In 1954 the Minamata
City Sanitation Office began receiving reports of unknown epilepsy like
symptoms, decades after the factory first began dumping industrial waste in the
Bay (1932). It’s likely that residents had been
contaminated for some time before 1954, due to mercury poisonings delayed
symptoms. Residents experiencing
symptoms were initially isolated, however doctors quickly realized the patients
were suffering from a neurological condition and that the disease was not
contagious. A huge
population of people were reportedly stumbling while walking, unable to write,
button their own buttons, hear, or swallow, and were trembling uncontrollably. The patients all experienced initial symptoms
of uncoordinated movement, numbness of lips and extremities, muscle weakness,
damage to hearing and speech, and constricted vision. Some more extreme cases experienced severe
symptoms within weeks of initial symptoms, experiencing insanity, paralysis,
coma, and death. The people of Minamata
referred to this illness as the ‘strange disease’.
Researchers also
found that children exposed to mercury during development were greatly affected. Between 1955 and 1958 30% of children born in
the most heavily contaminated areas were found to be mentally retarded having
what is now called ‘Congenital Minamata disease’. Also an unusually high number of children
were found to have cerebral palsy. Normally,
between .2 and 2.3% of children were found to have it, but 9% of children were
found to have cerebral palsy at the time people were experiencing strange
symptoms (Minamata Disease).
Around the same time people began
experiencing bizarre symptoms, cats also began exhibiting weird symptoms. Cat’s reportedly drooled, experienced
convulsions, and sometimes-even fell into the sea and drowned. The prevalence of sick cats gave the symptoms another name: 'cat’s dancing disease'.
Several other
animals experienced strange symptoms as well, fish were reportedly spinning out
of control and floating belly up, and birds fell from the sky. Irregular cat,
dog, pig, bird, fish, and human deaths continued for over thirty years.

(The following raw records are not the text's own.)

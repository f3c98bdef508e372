// Copyright 2017 Tristam MacDonald
//
// Licensed under the Apache License, Version 2.0 (the "License");
// you may not use this file except in compliance with the License.
// You may obtain a copy of the License at
//
//     http://www.apache.org/licenses/LICENSE-2.0
//
// Unless required by applicable law or agreed to in writing, software
// distributed under the License is distributed on an "AS IS" BASIS,
// WITHOUT WARRANTIES OR CONDITIONS OF ANY KIND, either express or implied.
// See the License for the specific language governing permissions and
// limitations under the License.

//! 3D marching-cubes (Lorensen & Cline) tables.
//!
//! Corner numbering and the 12-edge connectivity follow the convention
//! referenced by the teacher's `marching_cubes.rs` (`CORNERS`,
//! `EDGE_CONNECTION`, `TRIANGLE_CONNECTION`, whose defining module was not
//! present in the retrieved pack): corner `k` is bit `k` of the cell type,
//! and each edge's delta is the component-wise minimum of its two corner
//! endpoints with direction the axis they differ on.
//!
//! This is the well-known public-domain Lorensen/Cline case table. Its
//! known cross-face ambiguity (adjacent cells can in principle triangulate
//! an ambiguous face differently, leaving a crack) is not corrected here;
//! see the crate-level design notes.

pub const CORNERS: [&[u8]; 8] = [
    &[0, 0, 0],
    &[1, 0, 0],
    &[1, 1, 0],
    &[0, 1, 0],
    &[0, 0, 1],
    &[1, 0, 1],
    &[1, 1, 1],
    &[0, 1, 1],
];

/// `EDGE_DELTA[e]` / `EDGE_DIRECTION[e]` for the 12 cube edges, derived
/// from `CORNERS` pairs `(0,1) (1,2) (2,3) (3,0) (4,5) (5,6) (6,7) (7,4)
/// (0,4) (1,5) (2,6) (3,7)`.
pub const EDGE_DELTA: [&[u8]; 12] = [
    &[0, 0, 0], // e0: 0-1
    &[1, 0, 0], // e1: 1-2
    &[0, 1, 0], // e2: 2-3
    &[0, 0, 0], // e3: 3-0
    &[0, 0, 1], // e4: 4-5
    &[1, 0, 1], // e5: 5-6
    &[0, 1, 1], // e6: 6-7
    &[0, 0, 1], // e7: 7-4
    &[0, 0, 0], // e8: 0-4
    &[1, 0, 0], // e9: 1-5
    &[1, 1, 0], // e10: 2-6
    &[0, 1, 0], // e11: 3-7
];
pub const EDGE_DIRECTION: [u8; 12] = [0, 1, 0, 1, 0, 1, 0, 1, 2, 2, 2, 2];

pub const N_V: usize = 3;
pub const COLUMNS: usize = 16;

const N: i16 = -1;

/// 256 rows of up to 5 triangles (15 edge-numbers, terminated by -1).
#[rustfmt::skip]
pub const GEOMETRY_LOOKUP: [i16; 256 * 16] = [
    N,N,N,N,N,N,N,N,N,N,N,N,N,N,N,N,
    0,8,3,N,N,N,N,N,N,N,N,N,N,N,N,N,
    0,1,9,N,N,N,N,N,N,N,N,N,N,N,N,N,
    1,8,3,9,8,1,N,N,N,N,N,N,N,N,N,N,
    1,2,10,N,N,N,N,N,N,N,N,N,N,N,N,N,
    0,8,3,1,2,10,N,N,N,N,N,N,N,N,N,N,
    9,2,10,0,2,9,N,N,N,N,N,N,N,N,N,N,
    2,8,3,2,10,8,10,9,8,N,N,N,N,N,N,N,
    3,11,2,N,N,N,N,N,N,N,N,N,N,N,N,N,
    0,11,2,8,11,0,N,N,N,N,N,N,N,N,N,N,
    1,9,0,2,3,11,N,N,N,N,N,N,N,N,N,N,
    1,11,2,1,9,11,9,8,11,N,N,N,N,N,N,N,
    3,10,1,11,10,3,N,N,N,N,N,N,N,N,N,N,
    0,10,1,0,8,10,8,11,10,N,N,N,N,N,N,N,
    3,9,0,3,11,9,11,10,9,N,N,N,N,N,N,N,
    9,8,10,10,8,11,N,N,N,N,N,N,N,N,N,N,
    4,7,8,N,N,N,N,N,N,N,N,N,N,N,N,N,
    4,3,0,7,3,4,N,N,N,N,N,N,N,N,N,N,
    0,1,9,8,4,7,N,N,N,N,N,N,N,N,N,N,
    4,1,9,4,7,1,7,3,1,N,N,N,N,N,N,N,
    1,2,10,8,4,7,N,N,N,N,N,N,N,N,N,N,
    3,4,7,3,0,4,1,2,10,N,N,N,N,N,N,N,
    9,2,10,9,0,2,8,4,7,N,N,N,N,N,N,N,
    2,10,9,2,9,7,2,7,3,7,9,4,N,N,N,N,
    8,4,7,3,11,2,N,N,N,N,N,N,N,N,N,N,
    11,4,7,11,2,4,2,0,4,N,N,N,N,N,N,N,
    9,0,1,8,4,7,2,3,11,N,N,N,N,N,N,N,
    4,7,11,9,4,11,9,11,2,9,2,1,N,N,N,N,
    3,10,1,3,11,10,7,8,4,N,N,N,N,N,N,N,
    1,11,10,1,4,11,1,0,4,7,11,4,N,N,N,N,
    4,7,8,9,0,11,9,11,10,11,0,3,N,N,N,N,
    4,7,11,4,11,9,9,11,10,N,N,N,N,N,N,N,
    9,5,4,N,N,N,N,N,N,N,N,N,N,N,N,N,
    9,5,4,0,8,3,N,N,N,N,N,N,N,N,N,N,
    0,5,4,1,5,0,N,N,N,N,N,N,N,N,N,N,
    8,5,4,8,3,5,3,1,5,N,N,N,N,N,N,N,
    1,2,10,9,5,4,N,N,N,N,N,N,N,N,N,N,
    3,0,8,1,2,10,4,9,5,N,N,N,N,N,N,N,
    5,2,10,5,4,2,4,0,2,N,N,N,N,N,N,N,
    2,10,5,3,2,5,3,5,4,3,4,8,N,N,N,N,
    9,5,4,2,3,11,N,N,N,N,N,N,N,N,N,N,
    0,11,2,0,8,11,4,9,5,N,N,N,N,N,N,N,
    0,5,4,0,1,5,2,3,11,N,N,N,N,N,N,N,
    2,1,5,2,5,8,2,8,11,4,8,5,N,N,N,N,
    10,3,11,10,1,3,9,5,4,N,N,N,N,N,N,N,
    4,9,5,0,8,1,8,10,1,8,11,10,N,N,N,N,
    5,4,0,5,0,11,5,11,10,11,0,3,N,N,N,N,
    5,4,8,5,8,10,10,8,11,N,N,N,N,N,N,N,
    9,7,8,5,7,9,N,N,N,N,N,N,N,N,N,N,
    9,3,0,9,5,3,5,7,3,N,N,N,N,N,N,N,
    0,7,8,0,1,7,1,5,7,N,N,N,N,N,N,N,
    1,5,3,3,5,7,N,N,N,N,N,N,N,N,N,N,
    9,7,8,9,5,7,10,1,2,N,N,N,N,N,N,N,
    10,1,2,9,5,0,5,3,0,5,7,3,N,N,N,N,
    8,0,2,8,2,5,8,5,7,10,5,2,N,N,N,N,
    2,10,5,2,5,3,3,5,7,N,N,N,N,N,N,N,
    7,9,5,7,8,9,3,11,2,N,N,N,N,N,N,N,
    9,5,7,9,7,2,9,2,0,2,7,11,N,N,N,N,
    2,3,11,0,1,8,1,7,8,1,5,7,N,N,N,N,
    11,2,1,11,1,7,7,1,5,N,N,N,N,N,N,N,
    9,5,8,8,5,7,10,1,3,10,3,11,N,N,N,N,
    5,7,0,5,0,9,7,11,0,1,0,10,11,10,0,N,
    11,10,0,11,0,3,10,5,0,8,0,7,5,7,0,N,
    11,10,5,7,11,5,N,N,N,N,N,N,N,N,N,N,
    10,6,5,N,N,N,N,N,N,N,N,N,N,N,N,N,
    0,8,3,5,10,6,N,N,N,N,N,N,N,N,N,N,
    9,0,1,5,10,6,N,N,N,N,N,N,N,N,N,N,
    1,8,3,1,9,8,5,10,6,N,N,N,N,N,N,N,
    1,6,5,2,6,1,N,N,N,N,N,N,N,N,N,N,
    1,6,5,1,2,6,3,0,8,N,N,N,N,N,N,N,
    9,6,5,9,0,6,0,2,6,N,N,N,N,N,N,N,
    5,9,8,5,8,2,5,2,6,3,2,8,N,N,N,N,
    2,3,11,10,6,5,N,N,N,N,N,N,N,N,N,N,
    11,0,8,11,2,0,10,6,5,N,N,N,N,N,N,N,
    0,1,9,2,3,11,5,10,6,N,N,N,N,N,N,N,
    5,10,6,1,9,2,9,11,2,9,8,11,N,N,N,N,
    6,3,11,6,5,3,5,1,3,N,N,N,N,N,N,N,
    0,8,11,0,11,5,0,5,1,5,11,6,N,N,N,N,
    3,11,6,0,3,6,0,6,5,0,5,9,N,N,N,N,
    6,5,9,6,9,11,11,9,8,N,N,N,N,N,N,N,
    5,10,6,4,7,8,N,N,N,N,N,N,N,N,N,N,
    4,3,0,4,7,3,6,5,10,N,N,N,N,N,N,N,
    1,9,0,5,10,6,8,4,7,N,N,N,N,N,N,N,
    10,6,5,1,9,7,1,7,3,7,9,4,N,N,N,N,
    6,1,2,6,5,1,4,7,8,N,N,N,N,N,N,N,
    1,2,5,5,2,6,3,0,4,3,4,7,N,N,N,N,
    8,4,7,9,0,5,0,6,5,0,2,6,N,N,N,N,
    7,3,9,7,9,4,3,2,9,5,9,6,2,6,9,N,
    3,11,2,7,8,4,10,6,5,N,N,N,N,N,N,N,
    5,10,6,4,7,2,4,2,0,2,7,11,N,N,N,N,
    0,1,9,4,7,8,2,3,11,5,10,6,N,N,N,N,
    9,2,1,9,11,2,9,4,11,7,11,4,5,10,6,N,
    8,4,7,3,11,5,3,5,1,5,11,6,N,N,N,N,
    5,1,11,5,11,6,1,0,11,7,11,4,0,4,11,N,
    0,5,9,0,6,5,0,3,6,11,6,3,8,4,7,N,
    6,5,9,6,9,11,4,7,9,7,11,9,N,N,N,N,
    10,4,9,6,4,10,N,N,N,N,N,N,N,N,N,N,
    4,10,6,4,9,10,0,8,3,N,N,N,N,N,N,N,
    10,0,1,10,6,0,6,4,0,N,N,N,N,N,N,N,
    8,3,1,8,1,6,8,6,4,6,1,10,N,N,N,N,
    1,4,9,1,2,4,2,6,4,N,N,N,N,N,N,N,
    3,0,8,1,2,9,2,4,9,2,6,4,N,N,N,N,
    0,2,4,4,2,6,N,N,N,N,N,N,N,N,N,N,
    8,3,2,8,2,4,4,2,6,N,N,N,N,N,N,N,
    10,4,9,10,6,4,11,2,3,N,N,N,N,N,N,N,
    0,8,2,2,8,11,4,9,10,4,10,6,N,N,N,N,
    3,11,2,0,1,6,0,6,4,6,1,10,N,N,N,N,
    6,4,1,6,1,10,4,8,1,2,1,11,8,11,1,N,
    9,6,4,9,3,6,9,1,3,11,6,3,N,N,N,N,
    8,11,1,8,1,0,11,6,1,9,1,4,6,4,1,N,
    3,11,6,3,6,0,0,6,4,N,N,N,N,N,N,N,
    6,4,8,11,6,8,N,N,N,N,N,N,N,N,N,N,
    7,10,6,7,8,10,8,9,10,N,N,N,N,N,N,N,
    0,7,3,0,10,7,0,9,10,6,7,10,N,N,N,N,
    10,6,7,1,10,7,1,7,8,1,8,0,N,N,N,N,
    10,6,7,10,7,1,1,7,3,N,N,N,N,N,N,N,
    1,2,6,1,6,8,1,8,9,8,6,7,N,N,N,N,
    2,6,9,2,9,1,6,7,9,0,9,3,7,3,9,N,
    7,8,0,7,0,6,6,0,2,N,N,N,N,N,N,N,
    7,3,2,6,7,2,N,N,N,N,N,N,N,N,N,N,
    2,3,11,10,6,8,10,8,9,8,6,7,N,N,N,N,
    2,0,7,2,7,11,0,9,7,6,7,10,9,10,7,N,
    1,8,0,1,7,8,1,10,7,6,7,10,2,3,11,N,
    11,2,1,11,1,7,10,6,1,6,7,1,N,N,N,N,
    8,9,6,8,6,7,9,1,6,11,6,3,1,3,6,N,
    0,9,1,11,6,7,N,N,N,N,N,N,N,N,N,N,
    7,8,0,7,0,6,3,11,0,11,6,0,N,N,N,N,
    7,11,6,N,N,N,N,N,N,N,N,N,N,N,N,N,
    7,6,11,N,N,N,N,N,N,N,N,N,N,N,N,N,
    3,0,8,11,7,6,N,N,N,N,N,N,N,N,N,N,
    0,1,9,11,7,6,N,N,N,N,N,N,N,N,N,N,
    8,1,9,8,3,1,11,7,6,N,N,N,N,N,N,N,
    10,1,2,6,11,7,N,N,N,N,N,N,N,N,N,N,
    1,2,10,3,0,8,6,11,7,N,N,N,N,N,N,N,
    2,9,0,2,10,9,6,11,7,N,N,N,N,N,N,N,
    6,11,7,2,10,3,10,8,3,10,9,8,N,N,N,N,
    7,2,3,6,2,7,N,N,N,N,N,N,N,N,N,N,
    7,0,8,7,6,0,6,2,0,N,N,N,N,N,N,N,
    2,7,6,2,3,7,0,1,9,N,N,N,N,N,N,N,
    1,6,2,1,8,6,1,9,8,8,7,6,N,N,N,N,
    10,7,6,10,1,7,1,3,7,N,N,N,N,N,N,N,
    10,7,6,1,7,10,1,8,7,1,0,8,N,N,N,N,
    0,3,7,0,7,10,0,10,9,6,10,7,N,N,N,N,
    7,6,10,7,10,8,8,10,9,N,N,N,N,N,N,N,
    6,8,4,11,8,6,N,N,N,N,N,N,N,N,N,N,
    3,6,11,3,0,6,0,4,6,N,N,N,N,N,N,N,
    8,6,11,8,4,6,9,0,1,N,N,N,N,N,N,N,
    9,4,6,9,6,3,9,3,1,11,3,6,N,N,N,N,
    6,8,4,6,11,8,2,10,1,N,N,N,N,N,N,N,
    1,2,10,3,0,11,0,6,11,0,4,6,N,N,N,N,
    4,11,8,4,6,11,0,2,9,2,10,9,N,N,N,N,
    10,9,3,10,3,2,9,4,3,11,3,6,4,6,3,N,
    8,2,3,8,4,2,4,6,2,N,N,N,N,N,N,N,
    0,4,2,4,6,2,N,N,N,N,N,N,N,N,N,N,
    1,9,0,2,3,4,2,4,6,4,3,8,N,N,N,N,
    1,9,4,1,4,2,2,4,6,N,N,N,N,N,N,N,
    8,1,3,8,6,1,8,4,6,6,10,1,N,N,N,N,
    10,1,0,10,0,6,6,0,4,N,N,N,N,N,N,N,
    4,6,3,4,3,8,6,10,3,0,3,9,10,9,3,N,
    10,9,4,6,10,4,N,N,N,N,N,N,N,N,N,N,
    4,9,5,7,6,11,N,N,N,N,N,N,N,N,N,N,
    0,8,3,4,9,5,11,7,6,N,N,N,N,N,N,N,
    5,0,1,5,4,0,7,6,11,N,N,N,N,N,N,N,
    11,7,6,8,3,4,3,5,4,3,1,5,N,N,N,N,
    9,5,4,10,1,2,7,6,11,N,N,N,N,N,N,N,
    6,11,7,1,2,10,0,8,3,4,9,5,N,N,N,N,
    7,6,11,5,4,10,4,2,10,4,0,2,N,N,N,N,
    3,4,8,3,5,4,3,2,5,10,5,2,11,7,6,N,
    7,2,3,7,6,2,5,4,9,N,N,N,N,N,N,N,
    9,5,4,0,8,6,0,6,2,6,8,7,N,N,N,N,
    3,6,2,3,7,6,1,5,0,5,4,0,N,N,N,N,
    6,2,8,6,8,7,2,1,8,4,8,5,1,5,8,N,
    9,5,4,10,1,6,1,7,6,1,3,7,N,N,N,N,
    1,6,10,1,7,6,1,0,7,8,7,0,9,5,4,N,
    4,0,10,4,10,5,0,3,10,6,10,7,3,7,10,N,
    7,6,10,7,10,8,5,4,10,4,8,10,N,N,N,N,
    6,9,5,6,11,9,11,8,9,N,N,N,N,N,N,N,
    3,6,11,0,6,3,0,5,6,0,9,5,N,N,N,N,
    0,11,8,0,5,11,0,1,5,5,6,11,N,N,N,N,
    6,11,3,6,3,5,5,3,1,N,N,N,N,N,N,N,
    1,2,10,9,5,11,9,11,8,11,5,6,N,N,N,N,
    0,11,3,0,6,11,0,9,6,5,6,9,1,2,10,N,
    11,8,5,11,5,6,8,0,5,10,5,2,0,2,5,N,
    6,11,3,6,3,5,2,10,3,10,5,3,N,N,N,N,
    5,8,9,5,2,8,5,6,2,3,8,2,N,N,N,N,
    9,5,6,9,6,0,0,6,2,N,N,N,N,N,N,N,
    1,5,8,1,8,0,5,6,8,3,8,2,6,2,8,N,
    1,5,6,2,1,6,N,N,N,N,N,N,N,N,N,N,
    1,3,6,1,6,10,3,8,6,5,6,9,8,9,6,N,
    10,1,0,10,0,6,9,5,0,5,6,0,N,N,N,N,
    0,3,8,5,6,10,N,N,N,N,N,N,N,N,N,N,
    10,5,6,N,N,N,N,N,N,N,N,N,N,N,N,N,
    11,5,10,7,5,11,N,N,N,N,N,N,N,N,N,N,
    11,5,10,11,7,5,8,3,0,N,N,N,N,N,N,N,
    5,11,7,5,10,11,1,9,0,N,N,N,N,N,N,N,
    10,7,5,10,11,7,9,8,1,8,3,1,N,N,N,N,
    11,1,2,11,7,1,7,5,1,N,N,N,N,N,N,N,
    0,8,3,1,2,7,1,7,5,7,2,11,N,N,N,N,
    9,7,5,9,2,7,9,0,2,2,11,7,N,N,N,N,
    7,5,2,7,2,11,5,9,2,3,2,8,9,8,2,N,
    2,5,10,2,3,5,3,7,5,N,N,N,N,N,N,N,
    8,2,0,8,5,2,8,7,5,10,2,5,N,N,N,N,
    9,0,1,5,10,3,5,3,7,3,10,2,N,N,N,N,
    9,8,2,9,2,1,8,7,2,10,2,5,7,5,2,N,
    1,3,5,3,7,5,N,N,N,N,N,N,N,N,N,N,
    0,8,7,0,7,1,1,7,5,N,N,N,N,N,N,N,
    9,0,3,9,3,5,5,3,7,N,N,N,N,N,N,N,
    9,8,7,5,9,7,N,N,N,N,N,N,N,N,N,N,
    5,8,4,5,10,8,10,11,8,N,N,N,N,N,N,N,
    5,0,4,5,11,0,5,10,11,11,3,0,N,N,N,N,
    0,1,9,8,4,10,8,10,11,10,4,5,N,N,N,N,
    10,11,4,10,4,5,11,3,4,9,4,1,3,1,4,N,
    2,5,1,2,8,5,2,11,8,4,5,8,N,N,N,N,
    0,4,11,0,11,3,4,5,11,2,11,1,5,1,11,N,
    0,2,5,0,5,9,2,11,5,4,5,8,11,8,5,N,
    9,4,5,2,11,3,N,N,N,N,N,N,N,N,N,N,
    2,5,10,3,5,2,3,4,5,3,8,4,N,N,N,N,
    5,10,2,5,2,4,4,2,0,N,N,N,N,N,N,N,
    3,10,2,3,5,10,3,8,5,4,5,8,0,1,9,N,
    5,10,2,5,2,4,1,9,2,9,4,2,N,N,N,N,
    8,4,5,8,5,3,3,5,1,N,N,N,N,N,N,N,
    0,4,5,1,0,5,N,N,N,N,N,N,N,N,N,N,
    8,4,5,8,5,3,9,0,5,0,3,5,N,N,N,N,
    9,4,5,N,N,N,N,N,N,N,N,N,N,N,N,N,
    4,11,7,4,9,11,9,10,11,N,N,N,N,N,N,N,
    0,8,3,4,9,7,9,11,7,9,10,11,N,N,N,N,
    1,10,11,1,11,4,1,4,0,7,4,11,N,N,N,N,
    3,1,4,3,4,8,1,10,4,7,4,11,10,11,4,N,
    4,11,7,9,11,4,9,2,11,9,1,2,N,N,N,N,
    9,7,4,9,11,7,9,1,11,2,11,1,0,8,3,N,
    11,7,4,11,4,2,2,4,0,N,N,N,N,N,N,N,
    11,7,4,11,4,2,8,3,4,3,2,4,N,N,N,N,
    2,9,10,2,7,9,2,3,7,7,4,9,N,N,N,N,
    9,10,7,9,7,4,10,2,7,8,7,0,2,0,7,N,
    3,7,10,3,10,2,7,4,10,1,10,0,4,0,10,N,
    1,10,2,8,7,4,N,N,N,N,N,N,N,N,N,N,
    4,9,1,4,1,7,7,1,3,N,N,N,N,N,N,N,
    4,9,1,4,1,7,0,8,1,8,7,1,N,N,N,N,
    4,0,3,7,4,3,N,N,N,N,N,N,N,N,N,N,
    4,8,7,N,N,N,N,N,N,N,N,N,N,N,N,N,
    9,10,8,10,11,8,N,N,N,N,N,N,N,N,N,N,
    3,0,9,3,9,11,11,9,10,N,N,N,N,N,N,N,
    0,1,10,0,10,8,8,10,11,N,N,N,N,N,N,N,
    3,1,10,11,3,10,N,N,N,N,N,N,N,N,N,N,
    1,2,11,1,11,9,9,11,8,N,N,N,N,N,N,N,
    3,0,9,3,9,11,1,2,9,2,11,9,N,N,N,N,
    0,2,11,8,0,11,N,N,N,N,N,N,N,N,N,N,
    3,2,11,N,N,N,N,N,N,N,N,N,N,N,N,N,
    2,3,8,2,8,10,10,8,9,N,N,N,N,N,N,N,
    9,10,2,0,9,2,N,N,N,N,N,N,N,N,N,N,
    2,3,8,2,8,10,0,1,8,1,10,8,N,N,N,N,
    1,10,2,N,N,N,N,N,N,N,N,N,N,N,N,N,
    1,3,8,9,1,8,N,N,N,N,N,N,N,N,N,N,
    0,9,1,N,N,N,N,N,N,N,N,N,N,N,N,N,
    0,3,8,N,N,N,N,N,N,N,N,N,N,N,N,N,
    N,N,N,N,N,N,N,N,N,N,N,N,N,N,N,N,
];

By 1958 there were virtually no cats in
Minamata, Japan. However, the decimating
cat population in particular actually really helped doctors pin down the cause.
In 1957 researchers brought healthy cats
to Minamata and fed them locally caught fish. Within thirty to sixty days of the cat’s
arrival the once healthy cats developed the same symptoms as previously seen in
the cats from Minamata. The researchers performed autopsies on the sick
cats that revealed extremely high levels of mercury in cats, brains, livers,
kidneys, and hair. In 1957, the research group concluded the cause of the patients
suffering was organic mercury contamination through frequent consumption of
locally caught seafood. Despite this
finding, fishing was not banned in Minamata Bay until 1968 (11 years later). Fishermen and their families were later found
to be the earliest and most severely contaminated confirming the discovery
(fishermen and their families consumed the greatest amounts of fish).
Researchers have
found that methyl mercury affects the nervous system by targeting and killing neurons
in the occipital cortex and the cerebellum.
This explains some of the symptoms patients experienced, because
occipital lobe is responsible for visual processing and the cerebellum controls
balance and coordinates voluntary movements.
The disease had significant social and cultural
consequences on the Minamata population as well. The state of one’s body reflects the level of
the individuals balance with the external world according to Japanese views of
medicine. As a result, Minamata disease
then called the ‘strange disease’ became stigmatized even in the victim’s own
eyes, and the disease was viewed as something deserved. Victims were
blamed for their conditions, and were ostracized by the town.
The illness was
coined Minamata disease in 1958 by the Kumamoto University Study Group after
the name ‘strange disease’ was deemed an unacceptable medical term. There was a
campaign to change the name of Minamata disease because it gave Minamata a bad
image, reducing the production and tourism sales of Minamata, and promoting
discrimination towards people of Minamata.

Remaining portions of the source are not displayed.